(Provided records):
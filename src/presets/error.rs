//! Error types for preset operations
//!
//! This module defines all possible errors that can occur during preset operations,
//! including validation errors, I/O errors, and serialization errors.

use crate::filters::FilterError;
use std::io;
use thiserror::Error;

/// Errors that can occur during preset operations
#[derive(Debug, Error)]
pub enum PresetError {
    /// Preset not found
    #[error("Preset '{0}' not found")]
    NotFound(String),

    /// Preset already exists
    #[error("Preset '{0}' already exists")]
    AlreadyExists(String),

    /// Invalid preset name
    #[error("Invalid preset name '{0}': {1}")]
    InvalidName(String, String),

    /// A stored filter line no longer parses
    #[error("Invalid filter '{line}' in preset: {source}")]
    InvalidFilter {
        line: String,
        #[source]
        source: FilterError,
    },

    /// A preset without any filter
    #[error("Preset '{0}' has no filters")]
    Empty(String),

    /// I/O error
    #[error("I/O error: {0}")]
    Io(#[from] io::Error),

    /// Serialization/deserialization error
    #[error("Serialization error: {0}")]
    Serialization(String),

    /// Configuration error
    #[error("Configuration error: {0}")]
    Config(#[from] config::ConfigError),
}

impl From<toml::de::Error> for PresetError {
    fn from(err: toml::de::Error) -> Self {
        Self::Serialization(err.to_string())
    }
}

impl From<toml::ser::Error> for PresetError {
    fn from(err: toml::ser::Error) -> Self {
        Self::Serialization(err.to_string())
    }
}
//! Record store error types
//!
//! # Error Types
//!
//! - **`SledError`**: Errors from the underlying sled embedded database
//! - **`DecodeError`** / **`EncodeError`**: bincode failures on stored values
//! - **`DumpError`**: A library dump could not be parsed
//! - **`SchemaMismatch`**: The store was written by an incompatible version
//! - **`WorkerGone`**: The library worker thread stopped

use thiserror::Error;

/// Record store errors
#[derive(Debug, Error)]
pub enum StoreError {
    /// Represents a sled database error
    #[error("Database error: {0}")]
    SledError(#[from] sled::Error),

    /// Represents a bincode decoding error
    #[error("Error while decoding data: {0}")]
    DecodeError(#[from] bincode::error::DecodeError),

    /// Represents a bincode encoding error
    #[error("Error while encoding data: {0}")]
    EncodeError(#[from] bincode::error::EncodeError),

    /// The library dump is not valid JSON or has the wrong shape
    #[error("Invalid library dump: {0}")]
    DumpError(#[from] serde_json::Error),

    /// Reading a dump failed
    #[error("I/O error: {0}")]
    IoError(#[from] std::io::Error),

    /// The store was created with a different schema version
    #[error("Library schema version {found} is not supported (expected {expected})")]
    SchemaMismatch { found: u32, expected: u32 },

    /// A stored key has an unexpected length
    #[error("Corrupt key in tree '{tree}'")]
    CorruptKey { tree: &'static str },

    /// The worker thread panicked or was shut down
    #[error("Library worker is no longer running")]
    WorkerGone,
}

#[cfg(test)]
#[path = "error_tests.rs"]
mod error_tests;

(Required action): Given the data above, which lines hold the string "source"? Return them.

(Result of the exercise):
    #[error("Invalid filter '{line}' in preset: {source}")]
        #[source]
        source: FilterError,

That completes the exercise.